Dehors, il faisait un temps glacial. Sur le porche du palais, l'air frais lui fouetta le visage. Frissonnant, le jeune mulâtre s'attarda néanmoins un instant. La silhouette masquée dans la pénombre, il prit le temps d'observer la nuit. Trop en colère, il avait besoin de se calmer l'esprit avant de prendre le volant. Ressassant l'humiliation dont il venait de faire l'objet, Xavier eût la surprise d'apercevoir son tortionnaire. Tenant à peine sur ses deux jambes, Jean Le Bourgeois tentait vainement de sermonner une jeune femme. Grande, un peu enrobée dans une vielle robe et les cheveux blonds relevés en un épais chignon, elle était la même qui l'avait interrompu quelques minutes plus tôt. Selon les brides des ragots qu'il avait pût saisir avant de s'éloigner, il avait pût comprendre qu'il s'agissait de la fille unique de l'être abominable qui l'avait outragé. Pour ne lui avoir pas prêté une attention particulière,  Xavier ne sut se rappeler à quoi elle ressemblait exactement. A la distance à laquelle il se tenait, il tenta de se faire une idée. Mais dans l'obscurité de la nuit éclairée par les lumières de la vaste demeure, cela  lui était fort pénible.  Xavier ne distinguait rien du visage de la jeune femme  qui  retenait tant bien que mal son ivrogne de père.

—Lâche moi je te dis, lui hurlait ce dernier, de quel droit oses tu m'interdire d'y retourner ?

Écrasée par le poids de l'ivrogne, qui s'affaissait lourdement sur elle, Agnès essayait inlassablement de le raisonner.

—S'il te plait papa, il est temps de rentrer...

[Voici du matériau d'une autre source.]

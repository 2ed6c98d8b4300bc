//! Registry of uploaded image binaries, keyed by the filename used in the source.

use std::sync::Arc;

use base64::{Engine, engine::general_purpose::STANDARD};
use bytes::Bytes;
use chrono::{DateTime, Utc};
use dashmap::DashMap;
use folio_common::ExportError;
use mime_sniffer::MimeTypeSniffer;

use crate::preview::{PreviewStore, PreviewUrl};
use crate::raster::{EncodingFormat, Rasterizer, choose_smaller_encoding};
use crate::utils::same_basename;

#[derive(Debug, Clone)]
pub struct RegistryEntry {
    pub filename: String,
    /// Bytes as uploaded
    pub raw: Bytes,
    pub source_mime_type: String,
    /// Transient reference for live preview, owned by the registry
    pub preview_url: PreviewUrl,
    /// Portable `data:` URL of the chosen encoding
    pub data_url: String,
    pub format: EncodingFormat,
    pub width: u32,
    pub height: u32,
    pub original_size: usize,
    pub encoded_size: usize,
    pub registered_at: DateTime<Utc>,
}

pub struct ImageRegistry {
    entries: DashMap<String, Arc<RegistryEntry>>,
    rasterizer: Arc<dyn Rasterizer>,
    previews: Arc<dyn PreviewStore>,
}

impl std::fmt::Debug for ImageRegistry {
    fn fmt(&self, f: &mut std::fmt::Formatter<'_>) -> std::fmt::Result {
        f.debug_struct("ImageRegistry")
            .field("entries", &self.entries.len())
            .finish_non_exhaustive()
    }
}

impl ImageRegistry {
    pub fn new(rasterizer: Arc<dyn Rasterizer>, previews: Arc<dyn PreviewStore>) -> Self {
        Self {
            entries: DashMap::new(),
            rasterizer,
            previews,
        }
    }

    /// Decodes `data`, keeps the smaller portable encoding and stores the entry.
    ///
    /// The entry is only visible once this resolves. Re-registering a filename
    /// replaces the old entry and revokes its preview reference; on error the
    /// registry is left as it was.
    #[tracing::instrument(level = "debug", skip_all, fields(filename = tracing::field::Empty))]
    pub async fn register_image(
        &self,
        filename: impl Into<String>,
        data: impl Into<Bytes>,
    ) -> Result<Arc<RegistryEntry>, ExportError> {
        let filename = filename.into();
        tracing::Span::current().record("filename", filename.as_str());
        let raw: Bytes = data.into();

        let rasterizer = self.rasterizer.clone();
        let (name, bytes) = (filename.clone(), raw.clone());
        let rasterized =
            tokio::task::spawn_blocking(move || rasterizer.rasterize(&name, &bytes)).await??;

        let chosen = choose_smaller_encoding(rasterized.candidates)
            .ok_or_else(|| ExportError::NoEncoding(filename.clone()))?;
        let data_url = format!(
            "data:{};base64,{}",
            chosen.format.mime_type(),
            STANDARD.encode(&chosen.data)
        );

        let source_mime_type = raw
            .sniff_mime_type()
            .unwrap_or("application/octet-stream")
            .to_owned();
        let preview_url = self.previews.create(raw.clone(), &source_mime_type);

        let entry = Arc::new(RegistryEntry {
            filename: filename.clone(),
            original_size: raw.len(),
            encoded_size: chosen.data.len(),
            raw,
            source_mime_type,
            preview_url,
            data_url,
            format: chosen.format,
            width: rasterized.width,
            height: rasterized.height,
            registered_at: Utc::now(),
        });

        if let Some(previous) = self.entries.insert(filename.clone(), entry.clone()) {
            self.previews.revoke(&previous.preview_url);
            tracing::debug!(%filename, "replaced registered image");
        }
        tracing::debug!(
            %filename,
            format = %entry.format,
            original = entry.original_size,
            encoded = entry.encoded_size,
            "image registered"
        );
        Ok(entry)
    }

    pub fn get(&self, filename: &str) -> Option<Arc<RegistryEntry>> {
        self.entries.get(filename).map(|entry| entry.value().clone())
    }

    /// Entry for an `<img src>` style reference: exact key, else a unique
    /// basename match.
    pub fn resolve(&self, reference: &str) -> Option<Arc<RegistryEntry>> {
        if let Some(entry) = self.get(reference) {
            return Some(entry);
        }
        let mut matches = self
            .entries
            .iter()
            .filter(|entry| same_basename(reference, entry.key()))
            .map(|entry| entry.value().clone());
        let first = matches.next()?;
        matches.next().is_none().then_some(first)
    }

    pub fn contains(&self, filename: &str) -> bool {
        self.entries.contains_key(filename)
    }

    pub fn filenames(&self) -> Vec<String> {
        self.entries.iter().map(|entry| entry.key().clone()).collect()
    }

    pub fn len(&self) -> usize {
        self.entries.len()
    }

    pub fn is_empty(&self) -> bool {
        self.entries.is_empty()
    }

    /// Removes an entry, revoking its preview reference first.
    pub fn remove_image(&self, filename: &str) -> bool {
        match self.entries.remove(filename) {
            Some((_, entry)) => {
                self.previews.revoke(&entry.preview_url);
                true
            }
            None => false,
        }
    }

    /// Drops every entry, revoking all preview references.
    pub fn clear(&self) {
        let filenames = self.filenames();
        for filename in filenames {
            self.remove_image(&filename);
        }
    }
}

impl Drop for ImageRegistry {
    fn drop(&mut self) {
        self.clear();
    }
}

Mais l'ivrogne qui ne l'entendait pas de cette oreille se débattait. Il résistait avec tout ce qui lui restait de sa dernière énergie, c'est à dire quasiment rien. Xavier qui observait la scène fut  qu'il trouvait plus que pathétique fût animé de compassion. Impérativement, il sentit le besoin pour lui d'intervenir. Pourquoi ? Il n'en savait rien. Mais il en était ainsi. Comme le disaient souvent ses domestiques, il était trop bon, voilà tout. Comment nier cette vérité ? Il aurait tellement été plus facile pour lui d'ignorer cet homme odieux qui l'avait humilié publiquement et sa fille mal fagotée dans sa vielle robe passée de mode. Il aurait pût ainsi ne pas réagir et continuer à les observer. Mais l'âme chevaleresque, Xavier Bavière vola au secours de la fille et de son père infâme. Prudemment, il s'approcha. Vivement,  celle-ci leva  sur lui  des yeux surpris . Rapidement, le rouge lui monta aux joues quand son regard croisa le sien. Mais heureusement pour Agnès, sous la faible lumière  du claire de lune, Xavier n'en vit rien. En l' observant, le mulâtre remarqua plutôt son visage de poupée aux traits si fins et si réguliers. La fille de l'ivrogne avait un beau visage. Ses yeux qui avaient la couleur du ciel pendant la pluie brillaient comme le saphir.  Sa luxuriante crinière blonde, elle, lui rappelait la couleur dorée de la végétation de son domaine  pendant la période de la sécheresse.  Xavier la trouva plutôt jolie la fille de l'ivrogne. Même s'il déplorait sa taille  un peu trop élancée et ses larges épaules de nageuse, elle n'était néanmoins pas moins belle.  A peu près aussi grande que lui, il devinait aisément que sa forte corpulence ne devait pas la mettre en avantage au près de ses compatriotes  Français de la colonie. Il n'était pas inconnu de tous que les femmes, ces idiots de bêfouê les préféraient filiformes. Heureusement pour lui Xavier, ce n'était pas le cas. Comme l'avaient souligné de façon si odieuse Jean Le Bourgeois, à l'instar de son père qui raffolait des femmes toutes en chair, le mulâtre, lui aussi n'était pas en reste. L'oeil avisé, il appréciait donc  les joues rondes de la jeune femme et ses hanches pleines. Avec ce physique peu conventionnelles chez une femme, surtout une femme de type caucasien, la jeune femme lui paraissait imposante. Et pourtant, il émanait d'elle une certaine  délicatesse. Satisfait de cet examen qui dura pour tout un court instant, Xavier consentit enfin  à prendre la parole.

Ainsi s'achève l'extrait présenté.